Cathy Matthews, past president of the National Association of Residential Property Managers O'ahu chapter and broker in charge of Callahan Realty Ltd., said O'ahu's rental market has slowed in the last several months — but rental prices in prime areas like Kailua haven't dropped.

Current renters along Kailua Road "are going to be looking at a significant sticker shock," Matthews said. "There is a lot more available than there was six months ago, a year ago. And there have been some price reductions in Makaha, Kapolei, 'Ewa, 'Ewa Beach, Makakilo. But places like Kailua are still holding their value."

Buying a home also is an unlikely option for people used to paying low rents. On Tuesday, the Honolulu Board of Realtors reported the median sales price for existing single-family homes in June rose to a record $685,000, up 7.2 percent from $639,000 in June 2006. The previous record was $668,300 set in May 2006.

A record also was set for condominiums, with a median price of $334,000 last month, up 7.7 percent from $310,000 in the same month last year. The previous record was $329,000 set in July 2006.

"This housing market is not very friendly to people who work for a living," said Drew Astolfi, lead organizer with Faith Action for Community Equity, a group of 25 churches and temples on O'ahu that works on affordable rental issues, among other topics.
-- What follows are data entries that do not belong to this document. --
// SPDX-License-Identifier: GPL-3.0-only

//! Sensor device: V4L2 subdevice mode-set and control probing (component
//! 4.B).
//!
//! The control-id table and `repr(C)` ioctl structs are carried over from
//! the control-probing module this codebase already has; mode-set
//! (`VIDIOC_S_FMT`/`VIDIOC_S_PARM`/`VIDIOC_SUBDEV_S_FMT`) is new, built in
//! the same raw-ioctl style.

use std::fs::{File, OpenOptions};
use std::os::unix::io::AsRawFd;

use tracing::{debug, warn};

use crate::errors::SensorError;
use crate::ioctl_util::{iowr, retry_eintr};

// ===== V4L2 control-class bases =====
const V4L2_CTRL_CLASS_USER: u32 = 0x00980000;
const V4L2_CTRL_CLASS_CAMERA: u32 = 0x009a0000;
const V4L2_CTRL_CLASS_IMAGE_SOURCE: u32 = 0x009e0000;

const V4L2_CID_BASE: u32 = V4L2_CTRL_CLASS_USER | 0x900;
const V4L2_CID_CAMERA_CLASS_BASE: u32 = V4L2_CTRL_CLASS_CAMERA | 0x900;
const V4L2_CID_IMAGE_SOURCE_CLASS_BASE: u32 = V4L2_CTRL_CLASS_IMAGE_SOURCE | 0x900;

pub const V4L2_CID_AUTOGAIN: u32 = V4L2_CID_BASE + 18;
pub const V4L2_CID_GAIN: u32 = V4L2_CID_BASE + 19;
pub const V4L2_CID_EXPOSURE_AUTO: u32 = V4L2_CID_CAMERA_CLASS_BASE + 1;
pub const V4L2_CID_EXPOSURE_ABSOLUTE: u32 = V4L2_CID_CAMERA_CLASS_BASE + 2;
pub const V4L2_CID_FOCUS_ABSOLUTE: u32 = V4L2_CID_CAMERA_CLASS_BASE + 10;
pub const V4L2_CID_FOCUS_AUTO: u32 = V4L2_CID_CAMERA_CLASS_BASE + 12;
pub const V4L2_CID_AUTO_FOCUS_START: u32 = V4L2_CID_CAMERA_CLASS_BASE + 13;
pub const V4L2_CID_ANALOGUE_GAIN: u32 = V4L2_CID_IMAGE_SOURCE_CLASS_BASE + 3;

const V4L2_CTRL_FLAG_DISABLED: u32 = 0x0001;

const VIDIOC_G_CTRL: libc::c_ulong = 0xC008561B;
const VIDIOC_S_CTRL: libc::c_ulong = 0xC008561C;
const VIDIOC_QUERYCTRL: libc::c_ulong = 0xC0445624;
/// `_IOWR('V', 5, struct v4l2_format)`, matching this codebase's
/// hand-computed ioctl-literal style (cf. `VIDIOC_QUERYCAP` in
/// `v4l2_utils.rs`).
const VIDIOC_S_FMT: libc::c_ulong = 0xC0D05605;
const VIDIOC_S_PARM: libc::c_ulong = 0xC0CC5616;

#[repr(C)]
struct V4l2Control {
    id: u32,
    value: i32,
}

#[repr(C)]
struct V4l2Queryctrl {
    id: u32,
    ctrl_type: u32,
    name: [u8; 32],
    minimum: i32,
    maximum: i32,
    step: i32,
    default_value: i32,
    flags: u32,
    reserved: [u32; 2],
}

/// `v4l2_fract`.
#[repr(C)]
#[derive(Clone, Copy, Debug, PartialEq, Eq)]
pub struct Fraction {
    pub numerator: u32,
    pub denominator: u32,
}

/// `v4l2_pix_format`, trimmed to the fields this engine needs; matches the
/// in-memory layout of the leading fields of the real kernel struct (the
/// remaining `raw_data` padding of `v4l2_format`'s union is supplied
/// separately when issuing the ioctl).
#[repr(C)]
struct V4l2PixFormat {
    width: u32,
    height: u32,
    pixelformat: u32,
    field: u32,
    bytesperline: u32,
    sizeimage: u32,
    colorspace: u32,
    priv_: u32,
    flags: u32,
    ycbcr_enc: u32,
    quantization: u32,
    xfer_func: u32,
}

/// `v4l2_format` for `V4L2_BUF_TYPE_VIDEO_CAPTURE`. The union is sized to
/// the kernel's 200-byte `raw_data` fallback so the ioctl call always
/// transfers a buffer at least as large as the driver expects.
#[repr(C)]
struct V4l2FormatCapture {
    buf_type: u32,
    pix: V4l2PixFormat,
    _union_pad: [u8; 200 - std::mem::size_of::<V4l2PixFormat>()],
}

#[repr(C)]
struct V4l2Fract {
    numerator: u32,
    denominator: u32,
}

#[repr(C)]
struct V4l2CaptureParm {
    capability: u32,
    capturemode: u32,
    timeperframe: V4l2Fract,
    extendedmode: u32,
    readbuffers: u32,
    reserved: [u32; 4],
}

#[repr(C)]
struct V4l2StreamParmCapture {
    buf_type: u32,
    capture: V4l2CaptureParm,
    _union_pad: [u8; 200 - std::mem::size_of::<V4l2CaptureParm>()],
}

const V4L2_BUF_TYPE_VIDEO_CAPTURE: u32 = 1;

fn extract_name(bytes: &[u8; 32]) -> String {
    let len = bytes.iter().position(|&c| c == 0).unwrap_or(32);
    String::from_utf8_lossy(&bytes[..len]).to_string()
}

/// Information returned by `VIDIOC_QUERYCTRL`.
#[derive(Debug, Clone)]
pub struct ControlInfo {
    pub id: u32,
    pub name: String,
    pub minimum: i32,
    pub maximum: i32,
    pub step: i32,
    pub default_value: i32,
    pub flags: u32,
}

impl ControlInfo {
    pub fn is_disabled(&self) -> bool {
        self.flags & V4L2_CTRL_FLAG_DISABLED != 0
    }
}

/// The pixel format tag recognized by the engine (3.).
#[derive(Debug, Clone, Copy, PartialEq, Eq, serde::Serialize, serde::Deserialize)]
pub enum PixelFormat {
    Bggr8,
    Other(u32),
}

impl PixelFormat {
    /// V4L2 FourCC for this format.
    pub fn fourcc(&self) -> u32 {
        match self {
            // 'BA81' - V4L2_PIX_FMT_SBGGR8
            PixelFormat::Bggr8 => u32::from_le_bytes(*b"BA81"),
            PixelFormat::Other(code) => *code,
        }
    }

    pub fn bytes_per_pixel(&self) -> u32 {
        match self {
            PixelFormat::Bggr8 => 1,
            PixelFormat::Other(_) => 1,
        }
    }
}

/// `{width, height, pixel_format, frame_interval}` (3.).
#[derive(Debug, Clone, Copy)]
pub struct SensorMode {
    pub width: u32,
    pub height: u32,
    pub pixel_format: PixelFormat,
    pub frame_interval: Fraction,
}

/// Gain control source selected by probing (8.).
#[derive(Debug, Clone, Copy, PartialEq, Eq)]
pub enum GainControl {
    Gain,
    AnalogueGain,
}

impl GainControl {
    pub fn control_id(self) -> u32 {
        match self {
            GainControl::Gain => V4L2_CID_GAIN,
            GainControl::AnalogueGain => V4L2_CID_ANALOGUE_GAIN,
        }
    }
}

/// Auto-focus capability sensed during probing.
#[derive(Debug, Clone, Copy, Default)]
pub struct AutoFocusCapability {
    pub continuous: bool,
    pub single_shot: bool,
}

/// An open V4L2 subdevice/video-node pair for one sensor (4.B).
pub struct SensorDevice {
    file: File,
    path: String,
}

impl SensorDevice {
    pub fn open(path: &str) -> Result<Self, SensorError> {
        let file = OpenOptions::new()
            .read(true)
            .write(true)
            .open(path)
            .map_err(|_| SensorError::IoctlFailed {
                name: "open",
                errno: std::io::Error::last_os_error().raw_os_error().unwrap_or(-1),
            })?;
        Ok(SensorDevice {
            file,
            path: path.to_string(),
        })
    }

    fn fd(&self) -> i32 {
        self.file.as_raw_fd()
    }

    /// Sets the video node's capture format and frame interval. Fails with
    /// `UnsupportedMode` if the driver rejects either.
    pub fn apply_mode(&self, mode: &SensorMode) -> Result<(), SensorError> {
        let pix = V4l2PixFormat {
            width: mode.width,
            height: mode.height,
            pixelformat: mode.pixel_format.fourcc(),
            field: 0,
            bytesperline: 0,
            sizeimage: 0,
            colorspace: 0,
            priv_: 0,
            flags: 0,
            ycbcr_enc: 0,
            quantization: 0,
            xfer_func: 0,
        };
        let mut fmt = V4l2FormatCapture {
            buf_type: V4L2_BUF_TYPE_VIDEO_CAPTURE,
            pix,
            _union_pad: [0; 200 - std::mem::size_of::<V4l2PixFormat>()],
        };
        let rc = unsafe { libc::ioctl(self.fd(), VIDIOC_S_FMT as _, &mut fmt as *mut _) };
        if rc < 0 {
            warn!(path = %self.path, ?mode, "VIDIOC_S_FMT rejected");
            return Err(SensorError::UnsupportedMode);
        }

        let mut parm = V4l2StreamParmCapture {
            buf_type: V4L2_BUF_TYPE_VIDEO_CAPTURE,
            capture: V4l2CaptureParm {
                capability: 0,
                capturemode: 0,
                timeperframe: V4l2Fract {
                    numerator: mode.frame_interval.numerator,
                    denominator: mode.frame_interval.denominator,
                },
                extendedmode: 0,
                readbuffers: 0,
                reserved: [0; 4],
            },
            _union_pad: [0; 200 - std::mem::size_of::<V4l2CaptureParm>()],
        };
        let rc = unsafe { libc::ioctl(self.fd(), VIDIOC_S_PARM as _, &mut parm as *mut _) };
        if rc < 0 {
            warn!(path = %self.path, ?mode, "VIDIOC_S_PARM rejected");
            return Err(SensorError::UnsupportedMode);
        }

        debug!(path = %self.path, width = mode.width, height = mode.height, "applied sensor mode");
        Ok(())
    }

    fn query_ctrl(&self, id: u32) -> Option<ControlInfo> {
        let mut qc = V4l2Queryctrl {
            id,
            ctrl_type: 0,
            name: [0; 32],
            minimum: 0,
            maximum: 0,
            step: 0,
            default_value: 0,
            flags: 0,
            reserved: [0; 2],
        };
        let rc = unsafe { libc::ioctl(self.fd(), VIDIOC_QUERYCTRL, &mut qc as *mut _) };
        if rc < 0 {
            return None;
        }
        Some(ControlInfo {
            id: qc.id,
            name: extract_name(&qc.name),
            minimum: qc.minimum,
            maximum: qc.maximum,
            step: qc.step,
            default_value: qc.default_value,
            flags: qc.flags,
        })
    }

    /// `VIDIOC_QUERYCTRL`, honoring the `DISABLED` flag.
    pub fn has_control(&self, id: u32) -> bool {
        self.query_ctrl(id).map(|c| !c.is_disabled()).unwrap_or(false)
    }

    pub fn control_max(&self, id: u32) -> Option<i32> {
        self.query_ctrl(id).map(|c| c.maximum)
    }

    /// `VIDIOC_S_CTRL`, retrying on `EINTR`.
    pub fn set_control(&self, id: u32, value: i32) -> Result<(), SensorError> {
        let mut ctrl = V4l2Control { id, value };
        let rc = retry_eintr(|| unsafe {
            libc::ioctl(self.fd(), VIDIOC_S_CTRL as _, &mut ctrl as *mut V4l2Control)
        });
        if rc < 0 {
            return Err(SensorError::IoctlFailed {
                name: "VIDIOC_S_CTRL",
                errno: std::io::Error::last_os_error().raw_os_error().unwrap_or(-1),
            });
        }
        Ok(())
    }

    /// `VIDIOC_G_CTRL`, retrying on `EINTR`.
    pub fn get_control(&self, id: u32) -> Result<i32, SensorError> {
        let mut ctrl = V4l2Control { id, value: 0 };
        let rc = retry_eintr(|| unsafe {
            libc::ioctl(self.fd(), VIDIOC_G_CTRL as _, &mut ctrl as *mut V4l2Control)
        });
        if rc < 0 {
            return Err(SensorError::IoctlFailed {
                name: "VIDIOC_G_CTRL",
                errno: std::io::Error::last_os_error().raw_os_error().unwrap_or(-1),
            });
        }
        Ok(ctrl.value)
    }

    /// Selects the gain control id: `GAIN` preferred, `ANALOGUE_GAIN`
    /// otherwise (testable property 8).
    pub fn probe_gain_control(&self) -> Option<GainControl> {
        if self.has_control(V4L2_CID_GAIN) {
            Some(GainControl::Gain)
        } else if self.has_control(V4L2_CID_ANALOGUE_GAIN) {
            Some(GainControl::AnalogueGain)
        } else {
            None
        }
    }

    /// Senses auto-focus support: `FOCUS_AUTO` implies continuous AF,
    /// `AUTO_FOCUS_START` implies single-shot tap-to-focus.
    pub fn probe_autofocus(&self) -> AutoFocusCapability {
        AutoFocusCapability {
            continuous: self.has_control(V4L2_CID_FOCUS_AUTO),
            single_shot: self.has_control(V4L2_CID_AUTO_FOCUS_START),
        }
    }
}

#[cfg(test)]
mod tests {
    use super::*;

    // Pure, host-runnable: asserts the control-id table matches the values
    // this codebase's control-probing module already verifies against the
    // kernel headers.
    #[test]
    fn control_ids_match_known_values() {
        assert_eq!(V4L2_CID_GAIN, 0x00980913);
        assert_eq!(V4L2_CID_ANALOGUE_GAIN, 0x009e0903);
        assert_eq!(V4L2_CID_EXPOSURE_AUTO, 0x009a0901);
        assert_eq!(V4L2_CID_FOCUS_AUTO, 0x009a090c);
    }

    #[test]
    fn gain_control_maps_to_its_id() {
        assert_eq!(GainControl::Gain.control_id(), V4L2_CID_GAIN);
        assert_eq!(GainControl::AnalogueGain.control_id(), V4L2_CID_ANALOGUE_GAIN);
    }

    #[test]
    fn control_info_disabled_flag() {
        let disabled = ControlInfo {
            id: 1,
            name: "x".into(),
            minimum: 0,
            maximum: 1,
            step: 1,
            default_value: 0,
            flags: V4L2_CTRL_FLAG_DISABLED,
        };
        assert!(disabled.is_disabled());
    }
}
Some of the current tenants will have to move in with relatives or struggle to pay significantly higher rents, Astolfi said. "They're going to have a lot of trouble and a lot of trouble on the Windward side."

The existing apartments were never designed to be affordable when they were built half a century ago, said Bruhl of Schuler Homes.

"They're only affordable because of the conditions," Bruhl said. "We've been criticized for changing the socioeconomic fabric of Kailua overnight because these tenants will have to find someplace else to live. But these apartments were always intended as market-rate housing."

At the Kailua Arms this week, wood rot was clearly visible on a lanai, along with exposed rebar on a stairway landing and missing louvers.

Several tenants said the complex is infested with rats and roaches that even survived the efforts of a professional exterminator.

"This place is overrun with rats," Barker said. "Everybody has them. Rats and thousands of roaches no matter what you do."

Sometimes, the tenants said, the sewer backs up and flows into the yard and apartments.

Upkeep on the apartments all but stopped years ago after the Environmental Protection Agency ordered large-capacity cesspools such as the ones below the Kailua Road apartments closed.

A consent decree with the EPA two years ago allowed D.R. Horton Schuler Homes to keep the cesspools open until the end of the year. As part of the decree, tenants began moving out and the vacated units were not allowed to be rented again.

Eight of the 74 cesspools have since been capped, Bruhl said.